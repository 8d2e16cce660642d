//! Frame codec: `u32` big-endian length prefix, bincode body.

use dann_core::{DannError, Result};
use serde::de::DeserializeOwned;
use serde::Serialize;
use tokio::io::{AsyncReadExt, AsyncWriteExt};

/// Upper bound on a single frame; anything larger is treated as a protocol
/// error rather than an allocation request.
pub const MAX_FRAME_BYTES: u32 = 64 * 1024 * 1024;

/// Writes one length-prefixed frame.
pub async fn write_frame<W, T>(writer: &mut W, message: &T) -> Result<()>
where
    W: AsyncWriteExt + Unpin,
    T: Serialize,
{
    let body = bincode::serialize(message)
        .map_err(|e| DannError::Internal(format!("encode failed: {e}")))?;
    if body.len() as u64 > MAX_FRAME_BYTES as u64 {
        return Err(DannError::Internal(format!(
            "frame of {} bytes exceeds the {} byte limit",
            body.len(),
            MAX_FRAME_BYTES
        )));
    }
    writer
        .write_all(&(body.len() as u32).to_be_bytes())
        .await
        .map_err(|e| DannError::Transient(e.to_string()))?;
    writer
        .write_all(&body)
        .await
        .map_err(|e| DannError::Transient(e.to_string()))?;
    writer
        .flush()
        .await
        .map_err(|e| DannError::Transient(e.to_string()))?;
    Ok(())
}

/// Reads one length-prefixed frame.
pub async fn read_frame<R, T>(reader: &mut R) -> Result<T>
where
    R: AsyncReadExt + Unpin,
    T: DeserializeOwned,
{
    let mut len_buf = [0u8; 4];
    reader
        .read_exact(&mut len_buf)
        .await
        .map_err(|e| DannError::Transient(e.to_string()))?;
    let len = u32::from_be_bytes(len_buf);
    if len > MAX_FRAME_BYTES {
        return Err(DannError::Transient(format!(
            "peer announced a {len} byte frame, over the {MAX_FRAME_BYTES} byte limit"
        )));
    }
    let mut body = vec![0u8; len as usize];
    reader
        .read_exact(&mut body)
        .await
        .map_err(|e| DannError::Transient(e.to_string()))?;
    bincode::deserialize(&body).map_err(|e| DannError::Transient(format!("decode failed: {e}")))
}

// =============================================================================
// Tests
// =============================================================================
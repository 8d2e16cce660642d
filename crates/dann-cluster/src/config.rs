//! Unified node configuration.
//!
//! Priority, highest first: `DANN_*` environment variables, a TOML
//! configuration file, built-in defaults. The config is an explicitly
//! constructed value passed by reference; there is no process-wide
//! singleton.

use serde::{Deserialize, Serialize};
use std::path::Path;
use thiserror::Error;

#[derive(Debug, Error)]
pub enum ConfigError {
    #[error("failed to read configuration file: {0}")]
    Io(#[from] std::io::Error),

    #[error("failed to parse configuration: {0}")]
    Parse(#[from] toml::de::Error),
}

/// Root configuration for a DANN node.
#[derive(Debug, Clone, Default, Serialize, Deserialize)]
#[serde(default)]
pub struct DannConfig {
    pub node: NodeConfig,
    pub index: IndexConfig,
    pub performance: PerformanceConfig,
    pub network: NetworkConfig,
}

impl DannConfig {
    /// Loads configuration from an optional file path with environment
    /// variable overrides applied on top.
    pub fn load(path: Option<&str>) -> Result<Self, ConfigError> {
        let mut config = Self::default();
        if let Some(file_path) = path {
            if Path::new(file_path).exists() {
                let contents = std::fs::read_to_string(file_path)?;
                config = toml::from_str(&contents)?;
            }
        }
        config.apply_env_overrides();
        Ok(config)
    }

    /// Applies `DANN_*` environment variable overrides.
    pub fn apply_env_overrides(&mut self) {
        if let Ok(val) = std::env::var("DANN_NODE_ID") {
            self.node.id = val;
        }
        if let Ok(val) = std::env::var("DANN_NODE_ADDRESS") {
            self.node.address = val;
        }
        if let Ok(val) = std::env::var("DANN_NODE_PORT") {
            if let Ok(v) = val.parse() {
                self.node.port = v;
            }
        }
        if let Ok(val) = std::env::var("DANN_INDEX_DIMENSION") {
            if let Ok(v) = val.parse() {
                self.index.dimension = v;
            }
        }
        if let Ok(val) = std::env::var("DANN_INDEX_TYPE") {
            self.index.index_type = val;
        }
    }

    pub fn to_toml(&self) -> Result<String, toml::ser::Error> {
        toml::to_string_pretty(self)
    }
}

/// Node identity and cluster seeds.
#[derive(Debug, Clone, Serialize, Deserialize)]
#[serde(default)]
pub struct NodeConfig {
    pub id: String,
    pub address: String,
    pub port: u16,
    /// Port for the framed RPC listener.
    pub grpc_port: u16,
    /// `host:port` seed endpoints to join on startup.
    pub seed_nodes: Vec<String>,
    pub replication_factor: u32,
}

impl Default for NodeConfig {
    fn default() -> Self {
        Self {
            id: "node-1".to_string(),
            address: "127.0.0.1".to_string(),
            port: 7000,
            grpc_port: 7001,
            seed_nodes: Vec::new(),
            replication_factor: 3,
        }
    }
}

/// Index shape.
#[derive(Debug, Clone, Serialize, Deserialize)]
#[serde(default)]
pub struct IndexConfig {
    pub dimension: usize,
    /// `Flat`, `IVF` or `HNSW`.
    pub index_type: String,
    /// Centroid count; zero derives it from the corpus size.
    pub nlist: usize,
    /// Default probe count per query.
    pub nprobe: usize,
    /// Shards the posting lists are spread across.
    pub shard_count: u32,
    /// Path for save/load of the index file.
    pub storage_path: String,
}

impl Default for IndexConfig {
    fn default() -> Self {
        Self {
            dimension: 128,
            index_type: "IVF".to_string(),
            nlist: 0,
            nprobe: 8,
            shard_count: 4,
            storage_path: "data/index.dann".to_string(),
        }
    }
}

/// Throughput and caching knobs.
#[derive(Debug, Clone, Serialize, Deserialize)]
#[serde(default)]
pub struct PerformanceConfig {
    pub batch_size: usize,
    pub max_concurrent_loads: usize,
    pub cache_enabled: bool,
    pub cache_size: usize,
    pub query_timeout_ms: u64,
    pub load_timeout_ms: u64,
}

impl Default for PerformanceConfig {
    fn default() -> Self {
        Self {
            batch_size: 1000,
            max_concurrent_loads: 4,
            cache_enabled: true,
            cache_size: 10_000,
            query_timeout_ms: 5000,
            load_timeout_ms: 30_000,
        }
    }
}

/// Transport behavior.
#[derive(Debug, Clone, Serialize, Deserialize)]
#[serde(default)]
pub struct NetworkConfig {
    pub connection_timeout_ms: u64,
    pub max_retries: usize,
    /// `round_robin`, `least_loaded` or `hash_based`.
    pub load_balance_strategy: String,
    /// Heartbeat silence after which a node counts as failed.
    pub heartbeat_failure_ms: u64,
}

impl Default for NetworkConfig {
    fn default() -> Self {
        Self {
            connection_timeout_ms: 5000,
            max_retries: 3,
            load_balance_strategy: "round_robin".to_string(),
            heartbeat_failure_ms: 30_000,
        }
    }
}

// =============================================================================
// Tests
// =============================================================================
========
→ EXERCISE OBJECTIVE: All of the material must be given again, exactly as it appears above.

→ EXPECTED ANSWER:
repository 8d2e16cce660642d
//! Frame codec: `u32` big-endian length prefix, bincode body.

use dann_core::{DannError, Result};
use serde::de::DeserializeOwned;
use serde::Serialize;
use tokio::io::{AsyncReadExt, AsyncWriteExt};

/// Upper bound on a single frame; anything larger is treated as a protocol
/// error rather than an allocation request.
pub const MAX_FRAME_BYTES: u32 = 64 * 1024 * 1024;

/// Writes one length-prefixed frame.
pub async fn write_frame<W, T>(writer: &mut W, message: &T) -> Result<()>
where
    W: AsyncWriteExt + Unpin,
    T: Serialize,
{
    let body = bincode::serialize(message)
        .map_err(|e| DannError::Internal(format!("encode failed: {e}")))?;
    if body.len() as u64 > MAX_FRAME_BYTES as u64 {
        return Err(DannError::Internal(format!(
            "frame of {} bytes exceeds the {} byte limit",
            body.len(),
            MAX_FRAME_BYTES
        )));
    }
    writer
        .write_all(&(body.len() as u32).to_be_bytes())
        .await
        .map_err(|e| DannError::Transient(e.to_string()))?;
    writer
        .write_all(&body)
        .await
        .map_err(|e| DannError::Transient(e.to_string()))?;
    writer
        .flush()
        .await
        .map_err(|e| DannError::Transient(e.to_string()))?;
    Ok(())
}

/// Reads one length-prefixed frame.
pub async fn read_frame<R, T>(reader: &mut R) -> Result<T>
where
    R: AsyncReadExt + Unpin,
    T: DeserializeOwned,
{
    let mut len_buf = [0u8; 4];
    reader
        .read_exact(&mut len_buf)
        .await
        .map_err(|e| DannError::Transient(e.to_string()))?;
    let len = u32::from_be_bytes(len_buf);
    if len > MAX_FRAME_BYTES {
        return Err(DannError::Transient(format!(
            "peer announced a {len} byte frame, over the {MAX_FRAME_BYTES} byte limit"
        )));
    }
    let mut body = vec![0u8; len as usize];
    reader
        .read_exact(&mut body)
        .await
        .map_err(|e| DannError::Transient(e.to_string()))?;
    bincode::deserialize(&body).map_err(|e| DannError::Transient(format!("decode failed: {e}")))
}

// =============================================================================
// Tests
// =============================================================================
repository 8d2e16cce660642d
filename crates/dann-cluster/src/config.rs
//! Unified node configuration.
//!
//! Priority, highest first: `DANN_*` environment variables, a TOML
//! configuration file, built-in defaults. The config is an explicitly
//! constructed value passed by reference; there is no process-wide
//! singleton.

use serde::{Deserialize, Serialize};
use std::path::Path;
use thiserror::Error;

#[derive(Debug, Error)]
pub enum ConfigError {
    #[error("failed to read configuration file: {0}")]
    Io(#[from] std::io::Error),

    #[error("failed to parse configuration: {0}")]
    Parse(#[from] toml::de::Error),
}

/// Root configuration for a DANN node.
#[derive(Debug, Clone, Default, Serialize, Deserialize)]
#[serde(default)]
pub struct DannConfig {
    pub node: NodeConfig,
    pub index: IndexConfig,
    pub performance: PerformanceConfig,
    pub network: NetworkConfig,
}

impl DannConfig {
    /// Loads configuration from an optional file path with environment
    /// variable overrides applied on top.
    pub fn load(path: Option<&str>) -> Result<Self, ConfigError> {
        let mut config = Self::default();
        if let Some(file_path) = path {
            if Path::new(file_path).exists() {
                let contents = std::fs::read_to_string(file_path)?;
                config = toml::from_str(&contents)?;
            }
        }
        config.apply_env_overrides();
        Ok(config)
    }

    /// Applies `DANN_*` environment variable overrides.
    pub fn apply_env_overrides(&mut self) {
        if let Ok(val) = std::env::var("DANN_NODE_ID") {
            self.node.id = val;
        }
        if let Ok(val) = std::env::var("DANN_NODE_ADDRESS") {
            self.node.address = val;
        }
        if let Ok(val) = std::env::var("DANN_NODE_PORT") {
            if let Ok(v) = val.parse() {
                self.node.port = v;
            }
        }
        if let Ok(val) = std::env::var("DANN_INDEX_DIMENSION") {
            if let Ok(v) = val.parse() {
                self.index.dimension = v;
            }
        }
        if let Ok(val) = std::env::var("DANN_INDEX_TYPE") {
            self.index.index_type = val;
        }
    }

    pub fn to_toml(&self) -> Result<String, toml::ser::Error> {
        toml::to_string_pretty(self)
    }
}

/// Node identity and cluster seeds.
#[derive(Debug, Clone, Serialize, Deserialize)]
#[serde(default)]
pub struct NodeConfig {
    pub id: String,
    pub address: String,
    pub port: u16,
    /// Port for the framed RPC listener.
    pub grpc_port: u16,
    /// `host:port` seed endpoints to join on startup.
    pub seed_nodes: Vec<String>,
    pub replication_factor: u32,
}

impl Default for NodeConfig {
    fn default() -> Self {
        Self {
            id: "node-1".to_string(),
            address: "127.0.0.1".to_string(),
            port: 7000,
            grpc_port: 7001,
            seed_nodes: Vec::new(),
            replication_factor: 3,
        }
    }
}

/// Index shape.
#[derive(Debug, Clone, Serialize, Deserialize)]
#[serde(default)]
pub struct IndexConfig {
    pub dimension: usize,
    /// `Flat`, `IVF` or `HNSW`.
    pub index_type: String,
    /// Centroid count; zero derives it from the corpus size.
    pub nlist: usize,
    /// Default probe count per query.
    pub nprobe: usize,
    /// Shards the posting lists are spread across.
    pub shard_count: u32,
    /// Path for save/load of the index file.
    pub storage_path: String,
}

impl Default for IndexConfig {
    fn default() -> Self {
        Self {
            dimension: 128,
            index_type: "IVF".to_string(),
            nlist: 0,
            nprobe: 8,
            shard_count: 4,
            storage_path: "data/index.dann".to_string(),
        }
    }
}

/// Throughput and caching knobs.
#[derive(Debug, Clone, Serialize, Deserialize)]
#[serde(default)]
pub struct PerformanceConfig {
    pub batch_size: usize,
    pub max_concurrent_loads: usize,
    pub cache_enabled: bool,
    pub cache_size: usize,
    pub query_timeout_ms: u64,
    pub load_timeout_ms: u64,
}

impl Default for PerformanceConfig {
    fn default() -> Self {
        Self {
            batch_size: 1000,
            max_concurrent_loads: 4,
            cache_enabled: true,
            cache_size: 10_000,
            query_timeout_ms: 5000,
            load_timeout_ms: 30_000,
        }
    }
}

/// Transport behavior.
#[derive(Debug, Clone, Serialize, Deserialize)]
#[serde(default)]
pub struct NetworkConfig {
    pub connection_timeout_ms: u64,
    pub max_retries: usize,
    /// `round_robin`, `least_loaded` or `hash_based`.
    pub load_balance_strategy: String,
    /// Heartbeat silence after which a node counts as failed.
    pub heartbeat_failure_ms: u64,
}

impl Default for NetworkConfig {
    fn default() -> Self {
        Self {
            connection_timeout_ms: 5000,
            max_retries: 3,
            load_balance_strategy: "round_robin".to_string(),
            heartbeat_failure_ms: 30_000,
        }
    }
}

// =============================================================================
// Tests
// =============================================================================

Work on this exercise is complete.